◆ Your objective: State the number of lines with "Error" in the listing, leaving out everything else.

◆ Available records:
//! Configuration types shared across crates.

use serde::{Deserialize, Serialize};
use std::path::PathBuf;
use std::time::Duration;

/// Environment variable naming the upstream peer to pull catalogs from.
pub const REMOTE_ORIGIN_ENV: &str = "RCC_REMOTE_ORIGIN";

/// Server configuration.
#[derive(Clone, Debug, Serialize, Deserialize)]
pub struct ServerConfig {
    /// Bind address (e.g., "0.0.0.0:4653").
    #[serde(default = "default_bind")]
    pub bind: String,
    /// Seconds allowed for reading a request body.
    #[serde(default = "default_read_timeout_secs")]
    pub read_timeout_secs: u64,
    /// Seconds allowed for producing a whole response.
    #[serde(default = "default_write_timeout_secs")]
    pub write_timeout_secs: u64,
    /// Upper bound on the combined size of request headers.
    #[serde(default = "default_max_header_bytes")]
    pub max_header_bytes: usize,
    /// Seconds in-flight requests get to finish after a shutdown signal.
    #[serde(default = "default_shutdown_grace_secs")]
    pub shutdown_grace_secs: u64,
    /// Enable the /metrics endpoint for Prometheus scraping (default: true).
    #[serde(default = "default_metrics_enabled")]
    pub metrics_enabled: bool,
}

fn default_bind() -> String {
    "127.0.0.1:4653".to_string()
}

fn default_read_timeout_secs() -> u64 {
    20
}

fn default_write_timeout_secs() -> u64 {
    40
}

fn default_max_header_bytes() -> usize {
    16 * 1024
}

fn default_shutdown_grace_secs() -> u64 {
    10
}

fn default_metrics_enabled() -> bool {
    true
}

impl Default for ServerConfig {
    fn default() -> Self {
        Self {
            bind: default_bind(),
            read_timeout_secs: default_read_timeout_secs(),
            write_timeout_secs: default_write_timeout_secs(),
            max_header_bytes: default_max_header_bytes(),
            shutdown_grace_secs: default_shutdown_grace_secs(),
            metrics_enabled: default_metrics_enabled(),
        }
    }
}

impl ServerConfig {
    pub fn read_timeout(&self) -> Duration {
        Duration::from_secs(self.read_timeout_secs)
    }

    pub fn write_timeout(&self) -> Duration {
        Duration::from_secs(self.write_timeout_secs)
    }

    pub fn shutdown_grace(&self) -> Duration {
        Duration::from_secs(self.shutdown_grace_secs)
    }
}

/// Location of the local holotree library.
#[derive(Clone, Debug, Serialize, Deserialize)]
pub struct HolotreeConfig {
    /// Root of the hololib (contains `catalog/` and `library/`).
    #[serde(default = "default_hololib")]
    pub hololib: PathBuf,
}

/// `$ROBOCORP_HOME/hololib`, or `~/.robocorp/hololib` when unset.
fn default_hololib() -> PathBuf {
    let home = std::env::var_os("ROBOCORP_HOME")
        .filter(|value| !value.is_empty())
        .map(PathBuf::from)
        .unwrap_or_else(|| {
            std::env::var_os("HOME")
                .map(PathBuf::from)
                .unwrap_or_else(|| PathBuf::from("."))
                .join(".robocorp")
        });
    home.join("hololib")
}

impl Default for HolotreeConfig {
    fn default() -> Self {
        Self {
            hololib: default_hololib(),
        }
    }
}

/// Local working directories.
#[derive(Clone, Debug, Serialize, Deserialize)]
pub struct StorageConfig {
    /// Peer storage root. Holdfiles live in `<path>/hold`.
    #[serde(default = "default_storage_path")]
    pub path: PathBuf,
    /// Where delta archives are built and cached.
    #[serde(default = "default_scratch_dir")]
    pub scratch_dir: PathBuf,
}

fn default_storage_path() -> PathBuf {
    PathBuf::from("./data/peer")
}

fn default_scratch_dir() -> PathBuf {
    std::env::temp_dir().join("rccremote")
}

impl Default for StorageConfig {
    fn default() -> Self {
        Self {
            path: default_storage_path(),
            scratch_dir: default_scratch_dir(),
        }
    }
}

impl StorageConfig {
    /// Directory holding transient `*.hld` files.
    pub fn hold_dir(&self) -> PathBuf {
        self.path.join("hold")
    }

    /// File the generated installation identity is persisted to.
    pub fn installation_id_path(&self) -> PathBuf {
        self.path.join("installation-id")
    }
}

/// Upstream peer used for catalog pulls.
#[derive(Clone, Debug, Default, Serialize, Deserialize)]
pub struct UpstreamConfig {
    /// Base URL of the upstream peer. Falls back to `RCC_REMOTE_ORIGIN`.
    #[serde(default)]
    pub origin: Option<String>,
    /// Stable installation identity sent upstream. Generated and persisted
    /// under the storage root when absent.
    #[serde(default)]
    pub installation_id: Option<String>,
    /// Overall timeout for one upstream request in seconds.
    #[serde(default = "default_upstream_timeout_secs")]
    pub timeout_secs: u64,
}

fn default_upstream_timeout_secs() -> u64 {
    300
}

impl UpstreamConfig {
    /// Configured origin, else the one named by the environment. Blank
    /// values count as unset and a trailing slash is dropped.
    pub fn resolved_origin(&self) -> Option<String> {
        self.origin
            .clone()
            .or_else(|| std::env::var(REMOTE_ORIGIN_ENV).ok())
            .map(|origin| origin.trim().trim_end_matches('/').to_string())
            .filter(|origin| !origin.is_empty())
    }

    pub fn timeout(&self) -> Duration {
        Duration::from_secs(self.timeout_secs)
    }
}

/// Worker queue and cache sizing.
#[derive(Clone, Debug, Serialize, Deserialize)]
pub struct CacheConfig {
    /// Number of catalog listings kept in memory.
    #[serde(default = "default_capacity")]
    pub parts_capacity: usize,
    /// Pending catalog pulls before force requests wait.
    #[serde(default = "default_capacity")]
    pub pull_queue_capacity: usize,
    /// Pending parts queries before callers wait.
    #[serde(default = "default_parts_queue_capacity")]
    pub parts_queue_capacity: usize,
    /// Drop a cached listing when its catalog file changed since admission.
    #[serde(default)]
    pub revalidate_on_lookup: bool,
}

fn default_capacity() -> usize {
    crate::DEFAULT_QUEUE_SIZE
}

fn default_parts_queue_capacity() -> usize {
    16
}

impl Default for CacheConfig {
    fn default() -> Self {
        Self {
            parts_capacity: default_capacity(),
            pull_queue_capacity: default_capacity(),
            parts_queue_capacity: default_parts_queue_capacity(),
            revalidate_on_lookup: false,
        }
    }
}

/// Delta archive construction.
#[derive(Clone, Debug, Default, Serialize, Deserialize)]
pub struct DeltaConfig {
    /// Derive the archive identity from digests in request order instead of
    /// sorted order. Duplicates are dropped either way.
    #[serde(default)]
    pub order_sensitive_identity: bool,
}

/// Complete application configuration.
#[derive(Clone, Debug, Default, Serialize, Deserialize)]
pub struct AppConfig {
    #[serde(default)]
    pub server: ServerConfig,
    #[serde(default)]
    pub holotree: HolotreeConfig,
    #[serde(default)]
    pub storage: StorageConfig,
    #[serde(default)]
    pub upstream: UpstreamConfig,
    #[serde(default)]
    pub cache: CacheConfig,
    #[serde(default)]
    pub delta: DeltaConfig,
}

impl AppConfig {
    /// Create a test configuration rooted in `root`.
    ///
    /// **For testing only.** No upstream origin, metrics enabled.
    pub fn for_testing(root: &std::path::Path) -> Self {
        Self {
            server: ServerConfig::default(),
            holotree: HolotreeConfig {
                hololib: root.join("hololib"),
            },
            storage: StorageConfig {
                path: root.join("storage"),
                scratch_dir: root.join("scratch"),
            },
            upstream: UpstreamConfig {
                origin: None,
                installation_id: Some("00000000-0000-4000-8000-000000000000".to_string()),
                timeout_secs: default_upstream_timeout_secs(),
            },
            cache: CacheConfig::default(),
            delta: DeltaConfig::default(),
        }
    }

    /// Reject settings the daemon cannot run with.
    pub fn validate(&self) -> crate::Result<()> {
        let checks = [
            ("server.read_timeout_secs", self.server.read_timeout_secs as usize),
            ("server.write_timeout_secs", self.server.write_timeout_secs as usize),
            ("server.max_header_bytes", self.server.max_header_bytes),
            ("upstream.timeout_secs", self.upstream.timeout_secs as usize),
            ("cache.parts_capacity", self.cache.parts_capacity),
            ("cache.pull_queue_capacity", self.cache.pull_queue_capacity),
            ("cache.parts_queue_capacity", self.cache.parts_queue_capacity),
        ];
        for (name, value) in checks {
            if value == 0 {
                return Err(crate::Error::Config(format!("{name} cannot be 0")));
            }
        }
        if self.server.bind.trim().is_empty() {
            return Err(crate::Error::Config("server.bind cannot be empty".to_string()));
        }
        Ok(())
    }
}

◆ The answer: 2